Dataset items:
::::

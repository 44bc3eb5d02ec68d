//! # Switchboard Automation
//!
//! Serialized access to the scriptable automation host. Every script goes
//! through a [`ScriptChannel`], which admits one call at a time, bounds its
//! running time and classifies failures into
//! [`AutomationError`](switchboard_core::AutomationError).
//!
//! ```no_run
//! use switchboard_automation::ScriptChannel;
//!
//! # async fn demo() -> Result<(), switchboard_core::AutomationError> {
//! let output = ScriptChannel::global()
//!     .run(r#"tell application "Maps" to activate"#)
//!     .await?;
//! println!("{output}");
//! # Ok(())
//! # }
//! ```

pub mod channel;
pub mod handler;
pub mod maps;
pub mod runner;

pub use channel::{DEFAULT_SCRIPT_TIMEOUT, ScriptChannel};
pub use handler::{ScriptHandler, ScriptTemplate};
pub use maps::{direction_flag, maps_handlers, maps_templates};
pub use runner::{OsascriptRunner, ScriptRunner, classify_failure, escape_applescript_string};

::::

* ACTIVITY *
Exactly the lines from the one containing "Every script goes" to the last line of the entries above must be duplicated, with both of those lines included and nothing more.

* EXERCISE OUTPUT *
//! Serialized access to the scriptable automation host. Every script goes
//! through a [`ScriptChannel`], which admits one call at a time, bounds its
//! running time and classifies failures into
//! [`AutomationError`](switchboard_core::AutomationError).
//!
//! ```no_run
//! use switchboard_automation::ScriptChannel;
//!
//! # async fn demo() -> Result<(), switchboard_core::AutomationError> {
//! let output = ScriptChannel::global()
//!     .run(r#"tell application "Maps" to activate"#)
//!     .await?;
//! println!("{output}");
//! # Ok(())
//! # }
//! ```

pub mod channel;
pub mod handler;
pub mod maps;
pub mod runner;

pub use channel::{DEFAULT_SCRIPT_TIMEOUT, ScriptChannel};
pub use handler::{ScriptHandler, ScriptTemplate};
pub use maps::{direction_flag, maps_handlers, maps_templates};
pub use runner::{OsascriptRunner, ScriptRunner, classify_failure, escape_applescript_string};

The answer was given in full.